For my final project, I decided to explore whether New York City homeless shelter capacity meets demand. This semester, for my Advanced Design Research course, I researched how unsheltered homeless individuals dealt with inclement weather. At the beginning of my research, I learned through the State of the Homeless 2017 report that homelessness in New York City increased 79 percent in the past decade to more than 62,000 homeless individuals in January 2017. Within this population, more than 30 percent of individuals are children below the age of 18.
Learning about such a drastic increase in homelessness led me to wonder whether shelter capacity adequately matches demand or whether there’s an imbalance between the capacity of people shelters can take in and the demand for beds in shelters.

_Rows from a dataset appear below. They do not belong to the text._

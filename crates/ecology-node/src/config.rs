//! Node configuration.
//!
//! Configuration can be loaded from:
//! - Environment variables (ECOLOGY_*)
//! - TOML configuration file

use anyhow::{Context, Result};
use ecology_core::EcologyConfig;
use ecology_protocol::{DeviceId, Value};
use ecology_transport::{ConnectorRole, WebSocketConfig, MAX_FRAME_SIZE};
use serde::{Deserialize, Serialize};
use std::net::SocketAddr;
use std::path::Path;
use std::time::Duration;

/// Node configuration.
#[derive(Debug, Clone, Serialize, Deserialize)]
pub struct Config {
    /// Identity of this device.
    #[serde(default = "default_device_id")]
    pub device_id: String,

    /// Whether this node holds the authoritative data store.
    #[serde(default)]
    pub is_reference: bool,

    /// Host the HTTP endpoints bind to.
    #[serde(default = "default_host")]
    pub host: String,

    /// Port of the HTTP endpoints.
    #[serde(default = "default_port")]
    pub port: u16,

    /// Connectors to start.
    #[serde(default)]
    pub connectors: Vec<ConnectorConfig>,

    /// Rooms whose events are logged and counted.
    #[serde(default)]
    pub rooms: Vec<RoomConfig>,

    /// Metrics configuration.
    #[serde(default)]
    pub metrics: MetricsConfig,

    /// Values the reference seeds its store with.
    #[serde(default)]
    pub data: toml::Table,
}

/// One WebSocket connector.
#[derive(Debug, Clone, Serialize, Deserialize)]
pub struct ConnectorConfig {
    /// Topology role, e.g. "core-server" or "dependent-client".
    pub role: ConnectorRole,

    /// Address to bind (server roles) or dial (client roles).
    pub address: String,

    /// Delay between dial attempts in milliseconds.
    #[serde(default = "default_reconnect_interval")]
    pub reconnect_interval_ms: u64,

    /// Maximum inbound frame size in bytes.
    #[serde(default = "default_max_message_size")]
    pub max_message_size: usize,
}

/// A room to watch.
#[derive(Debug, Clone, Serialize, Deserialize)]
pub struct RoomConfig {
    pub name: String,

    #[serde(default)]
    pub events: Vec<String>,
}

/// Metrics configuration.
#[derive(Debug, Clone, Serialize, Deserialize)]
pub struct MetricsConfig {
    /// Enable metrics export.
    #[serde(default = "default_true")]
    pub enabled: bool,

    /// Metrics port.
    #[serde(default = "default_metrics_port")]
    pub port: u16,
}

// Default value functions
fn default_device_id() -> String {
    std::env::var("ECOLOGY_DEVICE_ID").unwrap_or_else(|_| DeviceId::generate().0)
}

fn default_host() -> String {
    std::env::var("ECOLOGY_HOST").unwrap_or_else(|_| "127.0.0.1".to_string())
}

fn default_port() -> u16 {
    std::env::var("ECOLOGY_PORT")
        .ok()
        .and_then(|p| p.parse().ok())
        .unwrap_or(8080)
}

fn default_true() -> bool {
    true
}

fn default_reconnect_interval() -> u64 {
    1_000 // 1 second
}

fn default_max_message_size() -> usize {
    MAX_FRAME_SIZE
}

fn default_metrics_port() -> u16 {
    9090
}

impl Default for Config {
    fn default() -> Self {
        Self {
            device_id: default_device_id(),
            is_reference: false,
            host: default_host(),
            port: default_port(),
            connectors: Vec::new(),
            rooms: Vec::new(),
            metrics: MetricsConfig::default(),
            data: toml::Table::new(),
        }
    }
}

impl Default for MetricsConfig {
    fn default() -> Self {
        Self {
            enabled: true,
            port: default_metrics_port(),
        }
    }
}

impl ConnectorConfig {
    /// Transport settings for this connector.
    #[must_use]
    pub fn websocket_config(&self) -> WebSocketConfig {
        WebSocketConfig {
            address: self.address.clone(),
            max_message_size: self.max_message_size,
            reconnect_interval: Duration::from_millis(self.reconnect_interval_ms),
            ..WebSocketConfig::default()
        }
    }
}

impl Config {
    /// Load configuration from file or defaults.
    ///
    /// `ECOLOGY_CONFIG` names a file to use instead of the search paths.
    ///
    /// # Errors
    ///
    /// Returns an error if the config file exists but cannot be parsed.
    pub fn load() -> Result<Self> {
        if let Ok(path) = std::env::var("ECOLOGY_CONFIG") {
            return Self::from_file(shellexpand::tilde(&path).as_ref());
        }

        let config_paths = [
            "ecology.toml",
            "/etc/ecology/ecology.toml",
            "~/.config/ecology/ecology.toml",
        ];

        for path in &config_paths {
            let expanded = shellexpand::tilde(path);
            if Path::new(expanded.as_ref()).exists() {
                return Self::from_file(expanded.as_ref());
            }
        }

        // Fall back to defaults with environment overrides
        Ok(Self::default())
    }

    /// Load configuration from a specific file.
    ///
    /// # Errors
    ///
    /// Returns an error if the file cannot be read or parsed.
    pub fn from_file(path: impl AsRef<Path>) -> Result<Self> {
        let path = path.as_ref();
        let contents = std::fs::read_to_string(path)
            .with_context(|| format!("Failed to read config file: {}", path.display()))?;

        let config: Config = toml::from_str(&contents)
            .with_context(|| format!("Failed to parse config file: {}", path.display()))?;

        Ok(config)
    }

    /// Get the socket address of the HTTP endpoints.
    ///
    /// # Errors
    ///
    /// Returns an error if host and port do not form a socket address.
    pub fn bind_addr(&self) -> Result<SocketAddr> {
        format!("{}:{}", self.host, self.port)
            .parse()
            .with_context(|| format!("Invalid host:port {}:{}", self.host, self.port))
    }

    #[must_use]
    pub fn ecology_config(&self) -> EcologyConfig {
        EcologyConfig {
            device_id: DeviceId::new(self.device_id.as_str()),
            is_reference: self.is_reference,
        }
    }

    /// Seed values from the `[data]` table, sorted by key.
    #[must_use]
    pub fn seed_data(&self) -> Vec<(String, Value)> {
        let mut seed: Vec<(String, Value)> = self
            .data
            .iter()
            .map(|(k, v)| (k.clone(), toml_to_value(v)))
            .collect();
        seed.sort_by(|a, b| a.0.cmp(&b.0));
        seed
    }
}

/// Convert a TOML value. Integers that fit 32 bits become `Int32`.
fn toml_to_value(value: &toml::Value) -> Value {
    match value {
        toml::Value::String(s) => Value::String(s.clone()),
        toml::Value::Integer(i) => i32::try_from(*i).map_or(Value::Int64(*i), Value::Int32),
        toml::Value::Float(f) => Value::Float64(*f),
        toml::Value::Boolean(b) => Value::Bool(*b),
        toml::Value::Datetime(d) => Value::String(d.to_string()),
        toml::Value::Array(items) => Value::List(items.iter().map(toml_to_value).collect()),
        toml::Value::Table(table) => Value::Map(
            table
                .iter()
                .map(|(k, v)| (Value::String(k.clone()), toml_to_value(v)))
                .collect(),
        ),
    }
}

#[cfg(test)]
mod tests {
    use super::*;

    #[test]
    fn test_default_config() {
        let config = Config::default();
        assert!(!config.is_reference);
        assert!(config.connectors.is_empty());
        assert!(config.metrics.enabled);
        assert_eq!(config.metrics.port, 9090);
    }

    #[test]
    fn test_config_bind_addr() {
        let config = Config {
            host: "127.0.0.1".into(),
            port: 8181,
            ..Config::default()
        };
        assert_eq!(config.bind_addr().unwrap().port(), 8181);

        let bad = Config {
            host: "not a host".into(),
            ..Config::default()
        };
        assert!(bad.bind_addr().is_err());
    }

    #[test]
    fn test_config_from_toml() {
        let toml_str = r#"
            device_id = "hub"
            is_reference = true
            port = 9000

            [[connectors]]
            role = "core-server"
            address = "0.0.0.0:7000"

            [[connectors]]
            role = "dependent-client"
            address = "ws://gateway:7001"
            reconnect_interval_ms = 250

            [[rooms]]
            name = "lobby"
            events = ["tap", "swipe"]

            [data]
            volume = 7
            mode = "dark"
            big = 10000000000
            levels = [1, 2]
        "#;

        let config: Config = toml::from_str(toml_str).unwrap();
        assert_eq!(config.device_id, "hub");
        assert!(config.is_reference);
        assert_eq!(config.connectors.len(), 2);
        assert_eq!(config.connectors[0].max_message_size, MAX_FRAME_SIZE);
        assert_eq!(config.connectors[0].role, ConnectorRole::CoreServer);
        assert_eq!(config.connectors[0].reconnect_interval_ms, 1_000);
        assert_eq!(
            config.connectors[1].websocket_config().reconnect_interval,
            Duration::from_millis(250)
        );
        assert_eq!(config.rooms[0].events, vec!["tap", "swipe"]);

        assert_eq!(
            config.seed_data(),
            vec![
                ("big".to_string(), Value::Int64(10_000_000_000)),
                (
                    "levels".to_string(),
                    Value::List(vec![Value::Int32(1), Value::Int32(2)])
                ),
                ("mode".to_string(), Value::from("dark")),
                ("volume".to_string(), Value::Int32(7)),
            ]
        );
    }

    #[test]
    fn test_unknown_role_rejected() {
        let toml_str = r#"
            [[connectors]]
            role = "sideways"
            address = "127.0.0.1:1"
        "#;
        assert!(toml::from_str::<Config>(toml_str).is_err());
    }
}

For my final project, I aimed to create a set of visualizations that displayed the homeless shelter system and explored the current shelter capacity and overall shelter demand in the City. I chose to create the visualizations in Tableau Public stories because I wanted to feature a combination of maps and graphs to tell a story. I wanted users to interact with and explore the visualizations by hovering and clicking on them as well as obtain context behind the visualizations in a storytelling manner. I created these visualizations for individuals interested in policy and social work.
Obtaining, Cleaning and Transforming the Data
To create the visualizations, I utilized the following four datasets:
This dataset contains daily reporting of the number of homeless individuals in shelters by group since 2013. The dataset provided by the Department of Homeless Services was fairly clean and only needed to have a few duplicate rows removed.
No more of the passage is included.